Reproduce each record exactly.

- [RECORDS SHOWN]
----------
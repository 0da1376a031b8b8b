//! Trace record parsing.
//!
//! A trace is a CSV file with a header row and at least a `pc` column.
//! Rows are streamed one at a time; nothing is buffered beyond the
//! current record.

use super::debug_info::DebugInfoIndex;
use crate::aggregator::{aggregate_records, ScopeCounts};
use crate::utils::config::{HEX_PREFIX, PC_COLUMN};
use crate::utils::error::{InputError, TraceError};
use log::debug;
use std::fs::File;
use std::io::Read;
use std::path::Path;

/// Parse a pc value from hex (`0x` prefix) or decimal string
///
/// **Public** - used by the aggregator for every trace record
///
/// # Arguments
/// * `value` - Raw pc text
/// * `row` - 1-based ordinal of the record, reported on failure
///
/// # Errors
/// * `TraceError::InvalidPcFormat` - value is not valid in the selected base
pub fn parse_pc(value: &str, row: u64) -> Result<u64, TraceError> {
    let invalid = || TraceError::InvalidPcFormat {
        row,
        value: value.to_string(),
    };

    match value.strip_prefix(HEX_PREFIX) {
        // from_str_radix would take a sign after the prefix ("0x+5")
        Some(hex) if hex.starts_with(['+', '-']) => Err(invalid()),
        Some(hex) => u64::from_str_radix(hex, 16).map_err(|_| invalid()),
        None => value.parse::<u64>().map_err(|_| invalid()),
    }
}

/// Streaming iterator over the `pc` column of a CSV trace
///
/// The header is read lazily on the first call to `next`. A completely
/// empty input is an empty trace. Iteration stops after the first error.
pub struct PcRecords<R> {
    reader: csv::Reader<R>,
    record: csv::StringRecord,
    column: Option<usize>,
    finished: bool,
}

impl<R: Read> PcRecords<R> {
    pub fn new(reader: R) -> Self {
        Self {
            reader: csv::ReaderBuilder::new()
                .has_headers(true)
                .from_reader(reader),
            record: csv::StringRecord::new(),
            column: None,
            finished: false,
        }
    }

    /// Locate the pc column, or `None` for an input with no header at all
    fn pc_column(&mut self) -> Result<Option<usize>, TraceError> {
        if let Some(column) = self.column {
            return Ok(Some(column));
        }

        let headers = self.reader.headers()?;
        if headers.is_empty() {
            return Ok(None);
        }

        let column = headers
            .iter()
            .position(|name| name == PC_COLUMN)
            .ok_or(TraceError::MissingPcColumn)?;
        self.column = Some(column);
        Ok(Some(column))
    }

    fn next_pc(&mut self) -> Result<Option<String>, TraceError> {
        let Some(column) = self.pc_column()? else {
            return Ok(None);
        };

        if !self.reader.read_record(&mut self.record)? {
            return Ok(None);
        }

        Ok(Some(self.record.get(column).unwrap_or_default().to_string()))
    }
}

impl<R: Read> Iterator for PcRecords<R> {
    type Item = Result<String, TraceError>;

    fn next(&mut self) -> Option<Self::Item> {
        if self.finished {
            return None;
        }

        let next = self.next_pc().transpose();
        if !matches!(next, Some(Ok(_))) {
            self.finished = true;
        }
        next
    }
}

/// Stream a CSV trace straight into per-scope step counts
///
/// **Public** - CSV counterpart of [`crate::aggregator::aggregate`]
///
/// # Errors
/// * `TraceError::MissingPcColumn` - header has no `pc` column
/// * `TraceError::InvalidPcFormat` - first row whose pc fails to parse
/// * `TraceError::Csv` - malformed CSV
pub fn aggregate_csv<R: Read>(reader: R, index: &DebugInfoIndex) -> Result<ScopeCounts, TraceError> {
    aggregate_records(PcRecords::new(reader), index)
}

/// Open a CSV trace file for streaming
///
/// **Public** - used by the profile command
///
/// # Errors
/// * `InputError::Missing` - file missing or unreadable
pub fn open_trace(path: impl AsRef<Path>) -> Result<PcRecords<File>, InputError> {
    let path = path.as_ref();
    debug!("Opening trace: {}", path.display());

    let file = File::open(path).map_err(|source| InputError::Missing {
        path: path.to_path_buf(),
        source,
    })?;

    // csv::Reader buffers internally
    Ok(PcRecords::new(file))
}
----------
- [OUTPUT OF THE EXERCISE]
repository 0da1376a031b8b8b
//! Trace record parsing.
//!
//! A trace is a CSV file with a header row and at least a `pc` column.
//! Rows are streamed one at a time; nothing is buffered beyond the
//! current record.

use super::debug_info::DebugInfoIndex;
use crate::aggregator::{aggregate_records, ScopeCounts};
use crate::utils::config::{HEX_PREFIX, PC_COLUMN};
use crate::utils::error::{InputError, TraceError};
use log::debug;
use std::fs::File;
use std::io::Read;
use std::path::Path;

/// Parse a pc value from hex (`0x` prefix) or decimal string
///
/// **Public** - used by the aggregator for every trace record
///
/// # Arguments
/// * `value` - Raw pc text
/// * `row` - 1-based ordinal of the record, reported on failure
///
/// # Errors
/// * `TraceError::InvalidPcFormat` - value is not valid in the selected base
pub fn parse_pc(value: &str, row: u64) -> Result<u64, TraceError> {
    let invalid = || TraceError::InvalidPcFormat {
        row,
        value: value.to_string(),
    };

    match value.strip_prefix(HEX_PREFIX) {
        // from_str_radix would take a sign after the prefix ("0x+5")
        Some(hex) if hex.starts_with(['+', '-']) => Err(invalid()),
        Some(hex) => u64::from_str_radix(hex, 16).map_err(|_| invalid()),
        None => value.parse::<u64>().map_err(|_| invalid()),
    }
}

/// Streaming iterator over the `pc` column of a CSV trace
///
/// The header is read lazily on the first call to `next`. A completely
/// empty input is an empty trace. Iteration stops after the first error.
pub struct PcRecords<R> {
    reader: csv::Reader<R>,
    record: csv::StringRecord,
    column: Option<usize>,
    finished: bool,
}

impl<R: Read> PcRecords<R> {
    pub fn new(reader: R) -> Self {
        Self {
            reader: csv::ReaderBuilder::new()
                .has_headers(true)
                .from_reader(reader),
            record: csv::StringRecord::new(),
            column: None,
            finished: false,
        }
    }

    /// Locate the pc column, or `None` for an input with no header at all
    fn pc_column(&mut self) -> Result<Option<usize>, TraceError> {
        if let Some(column) = self.column {
            return Ok(Some(column));
        }

        let headers = self.reader.headers()?;
        if headers.is_empty() {
            return Ok(None);
        }

        let column = headers
            .iter()
            .position(|name| name == PC_COLUMN)
            .ok_or(TraceError::MissingPcColumn)?;
        self.column = Some(column);
        Ok(Some(column))
    }

    fn next_pc(&mut self) -> Result<Option<String>, TraceError> {
        let Some(column) = self.pc_column()? else {
            return Ok(None);
        };

        if !self.reader.read_record(&mut self.record)? {
            return Ok(None);
        }

        Ok(Some(self.record.get(column).unwrap_or_default().to_string()))
    }
}

impl<R: Read> Iterator for PcRecords<R> {
    type Item = Result<String, TraceError>;

    fn next(&mut self) -> Option<Self::Item> {
        if self.finished {
            return None;
        }

        let next = self.next_pc().transpose();
        if !matches!(next, Some(Ok(_))) {
            self.finished = true;
        }
        next
    }
}

/// Stream a CSV trace straight into per-scope step counts
///
/// **Public** - CSV counterpart of [`crate::aggregator::aggregate`]
///
/// # Errors
/// * `TraceError::MissingPcColumn` - header has no `pc` column
/// * `TraceError::InvalidPcFormat` - first row whose pc fails to parse
/// * `TraceError::Csv` - malformed CSV
pub fn aggregate_csv<R: Read>(reader: R, index: &DebugInfoIndex) -> Result<ScopeCounts, TraceError> {
    aggregate_records(PcRecords::new(reader), index)
}

/// Open a CSV trace file for streaming
///
/// **Public** - used by the profile command
///
/// # Errors
/// * `InputError::Missing` - file missing or unreadable
pub fn open_trace(path: impl AsRef<Path>) -> Result<PcRecords<File>, InputError> {
    let path = path.as_ref();
    debug!("Opening trace: {}", path.display());

    let file = File::open(path).map_err(|source| InputError::Missing {
        path: path.to_path_buf(),
        source,
    })?;

    // csv::Reader buffers internally
    Ok(PcRecords::new(file))
}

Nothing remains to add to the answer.